Wamping Soldiers With A Chapel of Flab

What if someone told you that military training should be 94 percent religious worship and 6 percent physical fitness? That’s the idea that U.S. Representative Zach Wamp is promoting with his latest earmark, a whopper at more than 15 million dollars for construction of a new facility at the Army’s Fort Campbell.

Congressman Wamp is fond of saying that his proposed new facility will be a combined worship chapel and physical fitness center, but that kind of description doesn’t reflect the nature of facility Wamp and his supporters have designed. Wamp’s earmark provides fourteen million dollars for the religious worship facilities at the “chapel complex”. Only nine hundred thousand is allocated for the physical fitness center.

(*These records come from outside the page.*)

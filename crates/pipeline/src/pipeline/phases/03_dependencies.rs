use crate::pipeline::context::BuildContext;
use crate::pipeline::phase_trait::BuildStage;
use crate::pipeline::state::{DepsReady, ToolReady};
use async_trait::async_trait;
use pinbox_core::error::{BuildError, Stage};
use pinbox_core::progress::ProgressEvent;
use pinbox_deps::error::{FetchError, LockError};
use pinbox_deps::{
    verify, verify_hash, Artifact, InstalledPackage, LockFile, Manifest, MarkerEnvironment,
    PythonVersion, ResolvedPackage, ResolvedSet, TargetEnvironment, VenvLayout, WheelInstaller,
};
use pinbox_image::layer::FILE_MODE;
use pinbox_image::{HistoryEntry, LayerBuilder};
use std::path::Path;
use tracing::{debug, info, warn};

/// Where fetched wheels are kept when `retain_cache` is set.
pub const CACHE_DIR: &str = "/root/.cache/pinbox/wheels";

/// Set by the official python images to the interpreter's full version.
const PYTHON_VERSION_ENV: &str = "PYTHON_VERSION";

const STAGE: Stage = Stage::DependencyResolution;

/// The manifest pair as read from the build context.
pub(crate) struct ManifestPair {
    pub manifest: Manifest,
    pub manifest_bytes: Vec<u8>,
    pub lock: LockFile,
    pub lock_bytes: Vec<u8>,
}

fn read_context_file(context: &BuildContext, name: &str) -> Result<Vec<u8>, BuildError> {
    let path = context.context_path(name);
    if !context.fs.is_file(&path) {
        return Err(BuildError::LockMismatch {
            stage: STAGE,
            package: name.to_string(),
            reason: format!("{} not found in build context", path.display()),
        });
    }
    context.fs.read(&path).map_err(|e| BuildError::Io {
        stage: STAGE,
        artifact: name.to_string(),
        source: std::io::Error::other(e.to_string()),
    })
}

fn utf8(name: &str, bytes: &[u8]) -> Result<String, BuildError> {
    String::from_utf8(bytes.to_vec()).map_err(|e| BuildError::InvalidInput {
        stage: STAGE,
        artifact: name.to_string(),
        reason: e.to_string(),
    })
}

pub(crate) fn read_manifest_pair(context: &BuildContext) -> Result<ManifestPair, BuildError> {
    let app = &context.recipe.app;
    let manifest_bytes = read_context_file(context, &app.manifest)?;
    let lock_bytes = read_context_file(context, &app.lock)?;

    let invalid = |e: pinbox_deps::error::ParseError| BuildError::InvalidInput {
        stage: STAGE,
        artifact: e.file,
        reason: e.reason,
    };
    let manifest =
        Manifest::parse_named(&utf8(&app.manifest, &manifest_bytes)?, &app.manifest).map_err(invalid)?;
    let lock = LockFile::parse_named(&utf8(&app.lock, &lock_bytes)?, &app.lock).map_err(invalid)?;

    Ok(ManifestPair {
        manifest,
        manifest_bytes,
        lock,
        lock_bytes,
    })
}

pub(crate) fn lock_mismatch(err: LockError) -> BuildError {
    match err {
        LockError::Parse(e) => BuildError::InvalidInput {
            stage: STAGE,
            artifact: e.file,
            reason: e.reason,
        },
        other => BuildError::LockMismatch {
            stage: STAGE,
            package: other.package().to_string(),
            reason: other.to_string(),
        },
    }
}

/// Interpreter version for the target: the base image tag first, then the
/// manifest's `requires-python`.
pub(crate) fn target_python(base_tag: &str, manifest: &Manifest) -> PythonVersion {
    PythonVersion::resolve(base_tag, manifest.requires_python.as_deref())
}

/// Check the manifest pair and return what to install. No fetch happens here.
/// `full_version` is the base image's `PYTHON_VERSION`, when known.
pub(crate) fn resolve(
    context: &BuildContext,
    pair: &ManifestPair,
    python: PythonVersion,
    full_version: Option<&str>,
) -> Result<ResolvedSet, BuildError> {
    let mut env = MarkerEnvironment::linux(python, &context.platform);
    if let Some(full) = full_version {
        env = env.with_full_version(full);
    }
    verify(
        &pair.manifest,
        &pair.lock,
        &context.options.pinned_versions,
        &env,
    )
    .map_err(lock_mismatch)
}

/// Artifacts to try for one package, best first. Frozen builds only ever get
/// the primary candidate.
pub(crate) fn candidates(
    target: &TargetEnvironment,
    package: &ResolvedPackage,
    frozen: bool,
) -> Result<Vec<Artifact>, BuildError> {
    let selected = target.select(&package.wheels, &package.version);
    if selected.is_empty() {
        let artifact = package
            .sdist
            .as_ref()
            .and_then(|s| s.file_name())
            .unwrap_or_else(|| "-".to_string());
        return Err(BuildError::FetchDenied {
            stage: STAGE,
            package: package.name.clone(),
            artifact,
            reason: format!(
                "no locked wheel of {} is compatible with {} {}",
                package.version,
                target.python.cpython_tag(),
                target.arch
            ),
        });
    }

    let limit = if frozen { 1 } else { selected.len() };
    Ok(selected
        .into_iter()
        .take(limit)
        .filter_map(|(locked, _)| Artifact::from_locked(&package.name, &package.version, locked))
        .collect())
}

async fn fetch_verified(context: &BuildContext, artifact: &Artifact) -> Result<Vec<u8>, FetchError> {
    let bytes = match tokio::time::timeout(context.fetch_timeout, context.fetcher.fetch(artifact)).await
    {
        Err(_) => {
            return Err(FetchError::Timeout {
                artifact: artifact.file_name.clone(),
                secs: context.fetch_timeout.as_secs(),
            })
        }
        Ok(result) => result?,
    };
    verify_hash(artifact, &bytes)?;
    Ok(bytes)
}

async fn fetch_package(
    context: &BuildContext,
    package: &ResolvedPackage,
    candidates: Vec<Artifact>,
) -> Result<(Artifact, Vec<u8>), BuildError> {
    let mut last_failure: Option<(String, FetchError)> = None;

    for artifact in candidates {
        match fetch_verified(context, &artifact).await {
            Ok(bytes) => {
                debug!(
                    package = %package.name,
                    artifact = %artifact.file_name,
                    bytes = bytes.len(),
                    "Artifact fetched"
                );
                return Ok((artifact, bytes));
            }
            Err(e) => {
                if !context.options.frozen {
                    warn!(
                        package = %package.name,
                        artifact = %artifact.file_name,
                        error = %e,
                        "Artifact unavailable, trying next locked wheel"
                    );
                }
                last_failure = Some((artifact.file_name.clone(), e));
            }
        }
    }

    let (artifact, reason) = match last_failure {
        Some((artifact, e)) => (artifact, e.to_string()),
        None => ("-".to_string(), "no fetchable artifact recorded".to_string()),
    };
    Err(BuildError::FetchDenied {
        stage: STAGE,
        package: package.name.clone(),
        artifact,
        reason,
    })
}

fn layer_error(artifact: &str, e: impl ToString) -> BuildError {
    BuildError::InvalidInput {
        stage: STAGE,
        artifact: artifact.to_string(),
        reason: e.to_string(),
    }
}

fn sync_command(frozen: bool, retain_cache: bool) -> String {
    let mut parts = vec!["uv", "sync"];
    if frozen {
        parts.push("--frozen");
    }
    if !retain_cache {
        parts.push("--no-cache");
    }
    parts.join(" ")
}

pub struct DependencyStage;

#[async_trait]
impl BuildStage for DependencyStage {
    type Input = ToolReady;
    type Output = DepsReady;

    fn stage(&self) -> Stage {
        STAGE
    }

    async fn execute(&self, context: &BuildContext, tool: ToolReady) -> Result<DepsReady, BuildError> {
        let pair = read_manifest_pair(context)?;
        let python = target_python(tool.base.reference.tag(), &pair.manifest);
        let full_version = tool.base.image.config().env_value(PYTHON_VERSION_ENV);
        let resolved = resolve(context, &pair, python, full_version)?;

        info!(
            project = %resolved.project,
            packages = resolved.len(),
            python = %python,
            frozen = context.options.frozen,
            "Lock file verified"
        );

        let target = TargetEnvironment::new(python, context.platform.clone());
        let mut fetched = Vec::with_capacity(resolved.len());
        for package in &resolved.packages {
            let candidates = candidates(&target, package, context.options.frozen)?;
            let (artifact, bytes) = fetch_package(context, package, candidates).await?;
            context.report(ProgressEvent::ArtifactFetched {
                package: package.name.clone(),
                artifact: artifact.file_name.clone(),
                bytes: bytes.len(),
            });
            fetched.push((package, artifact, bytes));
        }

        let app = &context.recipe.app;
        let mut builder = LayerBuilder::new();
        for (name, bytes) in [
            (&app.manifest, &pair.manifest_bytes),
            (&app.lock, &pair.lock_bytes),
        ] {
            let file_name = Path::new(name)
                .file_name()
                .and_then(|n| n.to_str())
                .unwrap_or(name.as_str());
            builder
                .add_file(&app.in_workdir(file_name), bytes.clone(), FILE_MODE)
                .map_err(|e| layer_error(name, e))?;
        }

        let installer = WheelInstaller::new(VenvLayout::in_workdir(&app.workdir, python));
        installer
            .create_venv(&mut builder)
            .map_err(|e| layer_error(installer.layout().root(), e))?;

        let mut installed: Vec<InstalledPackage> = Vec::with_capacity(fetched.len());
        for (package, artifact, bytes) in &fetched {
            let package_files = installer
                .install(&mut builder, &package.name, &package.version, bytes)
                .map_err(|e| layer_error(&artifact.file_name, e))?;
            context.report(ProgressEvent::PackageInstalled {
                name: package_files.name.clone(),
                version: package_files.version.clone(),
                files: package_files.files,
            });
            installed.push(package_files);

            if context.options.retain_cache {
                builder
                    .add_file(
                        &format!("{}/{}", CACHE_DIR, artifact.file_name),
                        bytes.clone(),
                        FILE_MODE,
                    )
                    .map_err(|e| layer_error(&artifact.file_name, e))?;
            }
        }

        let record = installer
            .write_record(&mut builder, &installed)
            .map_err(|e| layer_error(&installer.layout().record_path(), e))?;
        let layer = builder
            .finish()
            .map_err(|e| layer_error(installer.layout().root(), e))?;

        let mut image = tool.image.clone();
        image.push_layer(
            layer,
            HistoryEntry::layer(format!(
                "RUN {}",
                sync_command(context.options.frozen, context.options.retain_cache)
            ))
            .with_comment(format!("{} packages", installed.len())),
        );

        info!(
            installed = installed.len(),
            retain_cache = context.options.retain_cache,
            "Dependencies installed"
        );

        Ok(DepsReady {
            tool,
            image,
            python,
            resolved,
            record,
        })
    }
}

Think about the expensive equipment that’s required for a physical fitness center, as opposed to the relatively simple requirements for a chapel, and the funding becomes even more baffling. Wamp says that the chapel complex is designed for soldiers and their families as a “facility in which to worship and practice their religious faith”. What do people really need to worship and practice religious faith, though, other than a comfortable, dry place (and sometimes not even that)?

Looking at this earmark, you’ve got to wonder if Zach Wamp regards the military as a means of national defense, or a tool for religious conversion. If Wamp were allowed to design the entire U.S. military, you’d have a force of flabby, out of shape soldiers who could recite any Bible verse by heart.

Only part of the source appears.